Collaboration is crucial now and after COVID-19

Hannah © Ceridwen Hughes : Same but different

Jayne Spink

Chief Executive Officer, Genetic Alliance UK

During the pandemic, people affected by genetic, rare and undiagnosed conditions have been living under immense pressure. Across Europe, specialist care has been disrupted for nine out of 10 rare disease patients.


Barriers to critical services such as health and social care, home care, education and respite have had profoundly negative impacts. Shielding and self-isolation have amplified the existing isolation and anxiety already felt by so many. This has been compounded by uncertainty over vaccination timing.

With light at the end of the tunnel in the form of vaccines, it’s time to consider what opportunities there might be to redress the balance and to accelerate improvements in care and treatment for those with rare conditions.

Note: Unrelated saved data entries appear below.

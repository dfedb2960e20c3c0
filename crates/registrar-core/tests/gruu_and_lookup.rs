//! GRUU minting/resolution and lookup tests
//!
//! Public and temporary GRUU lifecycle including invalidation on Call-ID
//! change, plus the qfind priority grouping and expiry filtering.

use std::str::FromStr;

use ferrosip_registrar_core::{Registrar, RegistrarConfig};
use ferrosip_sip_core::{Aor, Contact, Method, Request, Scheme, SipError, Uri};

const GLOBAL_ID: &[u8] = b"global-id-0123456789abcdef";

fn registrar() -> Registrar {
    Registrar::new(RegistrarConfig::default(), GLOBAL_ID).unwrap()
}

fn aor() -> Aor {
    Aor::new(Scheme::Sip, "alice", "example.com")
}

fn register(call_id: &str, cseq: u32, contacts: Vec<Contact>) -> Request {
    let mut req = Request::new(Method::Register, Uri::from_str("sip:example.com").unwrap())
        .with_call_id(call_id)
        .with_from(Uri::from_str("sip:alice@example.com").unwrap(), "tag-a")
        .with_to(Uri::from_str("sip:alice@example.com").unwrap(), None)
        .with_cseq(cseq)
        .with_supported(&["gruu", "outbound", "path"]);
    req.contacts = contacts;
    req
}

fn instanced_contact(uri: &str) -> Contact {
    Contact::new(Uri::from_str(uri).unwrap())
        .with_param("+sip.instance", Some("\"<urn:uuid:aaaa-bbbb>\""))
}

/// Extract the URI between the angle brackets of a stored gruu parameter.
fn gruu_uri(contact: &Contact, name: &str) -> Uri {
    let raw = contact.param_value(name).unwrap();
    let inner = raw.trim_matches('"');
    let inner = inner.strip_prefix('<').unwrap().strip_suffix('>').unwrap();
    Uri::from_str(inner).unwrap()
}

#[tokio::test]
async fn test_gruus_minted_for_instanced_contact() {
    let reg = registrar();
    let resp = reg
        .request(&register("gruu-call", 1, vec![instanced_contact("sip:alice@10.0.0.1")]))
        .await
        .unwrap();

    let stored = &resp.contacts[0];
    let pub_gruu = gruu_uri(stored, "pub-gruu");
    assert_eq!(pub_gruu.user.as_deref(), Some("alice"));
    assert_eq!(pub_gruu.host, "example.com");
    assert!(pub_gruu.param_value("gr").is_some());

    let temp_gruu = gruu_uri(stored, "temp-gruu");
    assert_eq!(temp_gruu.host, "example.com");
    assert!(temp_gruu.has_param("gr"));
    assert_eq!(temp_gruu.param_value("gr"), None);
    assert!(temp_gruu.user.is_some());
}

#[tokio::test]
async fn test_no_gruu_without_negotiation_or_instance() {
    let reg = registrar();

    // No +sip.instance: nothing to mint.
    let plain = Contact::new(Uri::from_str("sip:alice@10.0.0.1").unwrap());
    let resp = reg.request(&register("gruu-call", 1, vec![plain])).await.unwrap();
    assert!(resp.contacts[0].param_value("pub-gruu").is_none());

    // Instance present but the request does not advertise gruu support.
    let mut req = register("gruu-call", 2, vec![instanced_contact("sip:alice@10.0.0.2")]);
    req.supported = vec!["path".to_string()];
    let resp = reg.request(&req).await.unwrap();
    let stored = resp
        .contacts
        .iter()
        .find(|c| c.uri.host == "10.0.0.2")
        .unwrap();
    assert!(stored.param_value("pub-gruu").is_none());
    assert!(stored.param_value("temp-gruu").is_none());
}

#[tokio::test]
async fn test_sips_contact_cannot_take_gruu() {
    let reg = registrar();
    let secure = instanced_contact("sips:alice@10.0.0.1");
    let err = reg.request(&register("gruu-call", 1, vec![secure])).await.unwrap_err();
    assert_eq!(err, SipError::Forbidden("Invalid Contact".to_string()));
}

#[tokio::test]
async fn test_pub_gruu_resolves_to_instance_bindings() {
    let reg = registrar();
    let resp = reg
        .request(&register("gruu-call", 1, vec![instanced_contact("sip:alice@10.0.0.1")]))
        .await
        .unwrap();
    // A second binding without an instance should not appear in the fan-out.
    reg.request(&register(
        "gruu-call",
        2,
        vec![Contact::new(Uri::from_str("sip:alice@10.0.0.9").unwrap())],
    ))
    .await
    .unwrap();

    let pub_gruu = gruu_uri(&resp.contacts[0], "pub-gruu");
    let found = reg.find_uri(&pub_gruu).await.unwrap();
    assert_eq!(found.len(), 1);
    assert_eq!(found[0].host, "10.0.0.1");
}

#[tokio::test]
async fn test_temp_gruu_resolves_and_dies_on_call_id_change() {
    let reg = registrar();
    let resp = reg
        .request(&register("gruu-call", 1, vec![instanced_contact("sip:alice@10.0.0.1")]))
        .await
        .unwrap();
    let old_temp = gruu_uri(&resp.contacts[0], "temp-gruu");

    // Resolves while the registration that minted it is current.
    let found = reg.find_uri(&old_temp).await.unwrap();
    assert_eq!(found.len(), 1);

    // Re-registration under the same Call-ID keeps it valid.
    let resp = reg
        .request(&register("gruu-call", 2, vec![instanced_contact("sip:alice@10.0.0.1")]))
        .await
        .unwrap();
    assert_eq!(reg.find_uri(&old_temp).await.unwrap().len(), 1);
    let newer_temp = gruu_uri(&resp.contacts[0], "temp-gruu");

    // A new Call-ID raises the invalidation floor: everything minted
    // before it stops resolving, the post-change mint still works.
    let resp = reg
        .request(&register("fresh-call", 1, vec![instanced_contact("sip:alice@10.0.0.1")]))
        .await
        .unwrap();
    assert!(reg.find_uri(&old_temp).await.unwrap().is_empty());
    assert!(reg.find_uri(&newer_temp).await.unwrap().is_empty());
    let current_temp = gruu_uri(&resp.contacts[0], "temp-gruu");
    assert_eq!(reg.find_uri(&current_temp).await.unwrap().len(), 1);
}

#[tokio::test]
async fn test_undecryptable_gruu_falls_back_to_aor() {
    let reg = registrar();
    reg.request(&register("gruu-call", 1, vec![instanced_contact("sip:alice@10.0.0.1")]))
        .await
        .unwrap();

    // "alice" is not valid ciphertext; the lookup falls back to treating
    // the URI as a plain AOR, which does resolve.
    let bogus = Uri::from_str("sip:alice@example.com;gr").unwrap();
    let found = reg.find_uri(&bogus).await.unwrap();
    assert_eq!(found.len(), 1, "fallback should reach the plain AOR search");
}

#[tokio::test]
async fn test_qfind_orders_by_q_then_age() {
    let reg = registrar();
    let c = |uri: &str, q: &str| {
        Contact::new(Uri::from_str(uri).unwrap()).with_param("q", Some(q))
    };
    // Bind in interleaved q order so age within a bucket matters.
    reg.request(&register("q-call", 1, vec![c("sip:alice@10.0.0.1", "0.5")])).await.unwrap();
    reg.request(&register("q-call", 2, vec![c("sip:alice@10.0.0.2", "1.0")])).await.unwrap();
    reg.request(&register("q-call", 3, vec![c("sip:alice@10.0.0.3", "0.5")])).await.unwrap();

    let groups = reg.qfind(&aor()).await.unwrap();
    assert_eq!(groups.len(), 2);
    // Highest preference first.
    assert_eq!(groups[0].len(), 1);
    assert_eq!(groups[0][0].host, "10.0.0.2");
    // Same q: the older binding leads.
    assert_eq!(groups[1].len(), 2);
    assert_eq!(groups[1][0].host, "10.0.0.1");
    assert_eq!(groups[1][1].host, "10.0.0.3");
}

#[tokio::test]
async fn test_expired_bindings_invisible() {
    let config = RegistrarConfig::default().with_expires(3600, 0, 86400);
    let reg = Registrar::new(config, GLOBAL_ID).unwrap();

    // An immediately-stale binding: expires=1 is legal with min_expires=0,
    // then we wait out the second.
    let brief = Contact::new(Uri::from_str("sip:alice@10.0.0.1").unwrap())
        .with_param("expires", Some("1"));
    reg.request(&register("ttl-call", 1, vec![brief])).await.unwrap();
    let lasting = Contact::new(Uri::from_str("sip:alice@10.0.0.2").unwrap());
    reg.request(&register("ttl-call", 2, vec![lasting])).await.unwrap();

    tokio::time::sleep(std::time::Duration::from_millis(1100)).await;
    let found = reg.find(&aor()).await.unwrap();
    assert_eq!(found.len(), 1);
    assert_eq!(found[0].host, "10.0.0.2");
    let groups = reg.qfind(&aor()).await.unwrap();
    assert_eq!(groups.iter().map(Vec::len).sum::<usize>(), 1);
}

#[tokio::test]
async fn test_is_registered_matches_flow_and_uri() {
    use ferrosip_sip_core::{TransportInfo, TransportKind};

    let reg = registrar();
    // The REGISTER arrived over an ephemeral source port; the contact URI
    // advertises the well-known one.
    let reg_transport = TransportInfo::new(
        TransportKind::Udp,
        "203.0.113.9".parse().unwrap(),
        43210,
        "198.51.100.1".parse().unwrap(),
        5060,
    );
    let bound = Contact::new(Uri::from_str("sip:alice@203.0.113.9").unwrap());
    reg.request(&register("flow-call", 1, vec![bound]).with_transport(reg_transport))
        .await
        .unwrap();

    let probe = Request::new(Method::Invite, Uri::from_str("sip:bob@example.com").unwrap())
        .with_call_id("probe-1")
        .with_from(Uri::from_str("sip:alice@example.com").unwrap(), "tag-a")
        .with_to(Uri::from_str("sip:bob@example.com").unwrap(), None);

    // Same flow coordinates as the REGISTER: matched directly.
    assert!(reg.is_registered(&probe.clone().with_transport(reg_transport)).await);

    // New flow, but source coordinates equal the stored contact URI's
    // IP-literal coordinates: matched by the fallback.
    let from_contact_addr = TransportInfo::new(
        TransportKind::Udp,
        "203.0.113.9".parse().unwrap(),
        5060,
        "198.51.100.1".parse().unwrap(),
        5060,
    );
    assert!(reg.is_registered(&probe.clone().with_transport(from_contact_addr)).await);

    // Unrelated source: not registered.
    let stranger = TransportInfo::new(
        TransportKind::Udp,
        "203.0.113.77".parse().unwrap(),
        5060,
        "198.51.100.1".parse().unwrap(),
        5060,
    );
    assert!(!reg.is_registered(&probe.clone().with_transport(stranger)).await);
}

#[tokio::test]
async fn test_delete_and_clear() {
    use ferrosip_registrar_core::DelOutcome;

    let reg = registrar();
    reg.request(&register("admin-call", 1, vec![instanced_contact("sip:alice@10.0.0.1")]))
        .await
        .unwrap();

    assert_eq!(reg.delete(&aor()).await.unwrap(), DelOutcome::Deleted);
    assert_eq!(reg.delete(&aor()).await.unwrap(), DelOutcome::NotFound);

    reg.request(&register("admin-call", 2, vec![instanced_contact("sip:alice@10.0.0.1")]))
        .await
        .unwrap();
    reg.clear().await.unwrap();
    assert!(reg.find(&aor()).await.unwrap().is_empty());
}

Learning lessons from the pandemic

The pandemic underlines the importance of genomic medicine, demonstrating the power of genomics to tackle significant health challenges and support innovation. It is now critical to ensure that genomic medicine delivers improvements in early rare disease diagnosis and that a premium is placed on delivering the insights needed to drive and support research.

During COVID-19, many rare disease patients had access to remote care or telemedicine for the first time. Judiciously used, telemedicine could help to relieve the burden of care coordination carried by patients and families. There are clear opportunities to reduce the expense, disruption and effort of travelling to appointments, while providing easier and timely access to medical advice that could significantly benefit clinical care and research.

Less than 5% of the more than 6,000 rare diseases currently have an available medicine.

Collaboration helps address unmet needs

Although tremendous progress has been made in the last decade, less than 5% of the more than 6,000 rare diseases currently have an available medicine, and less than 1% have treatments that might be considered curative.

The approach to rapid development and deployment of COVID-19 vaccines has clearly demonstrated the potential to sweep aside traditional silos and potential to accelerate development through greater acceptance of financial risk. Collaborative and rapid innovation is the solution to meeting the poorly recognised crisis of unmet need for rare disease patients.

Using community insight for progress

Generating insights into the rare disease patient experience is challenging – success comes from tapping into the insights of the community, patients and families, voluntary groups and charities and working in partnership. Underpinning pandemic research is the availability of good quality data on prevalence, symptoms and impacts of COVID-19 – the kind of data that is generally lacking for most rare diseases.

The pandemic has shown that multi-stakeholder collaboration and incentivisation are the dual keys to success. The greatest pity for the rare disease community would be to emerge from the pandemic to a restoration of the pre-pandemic status quo.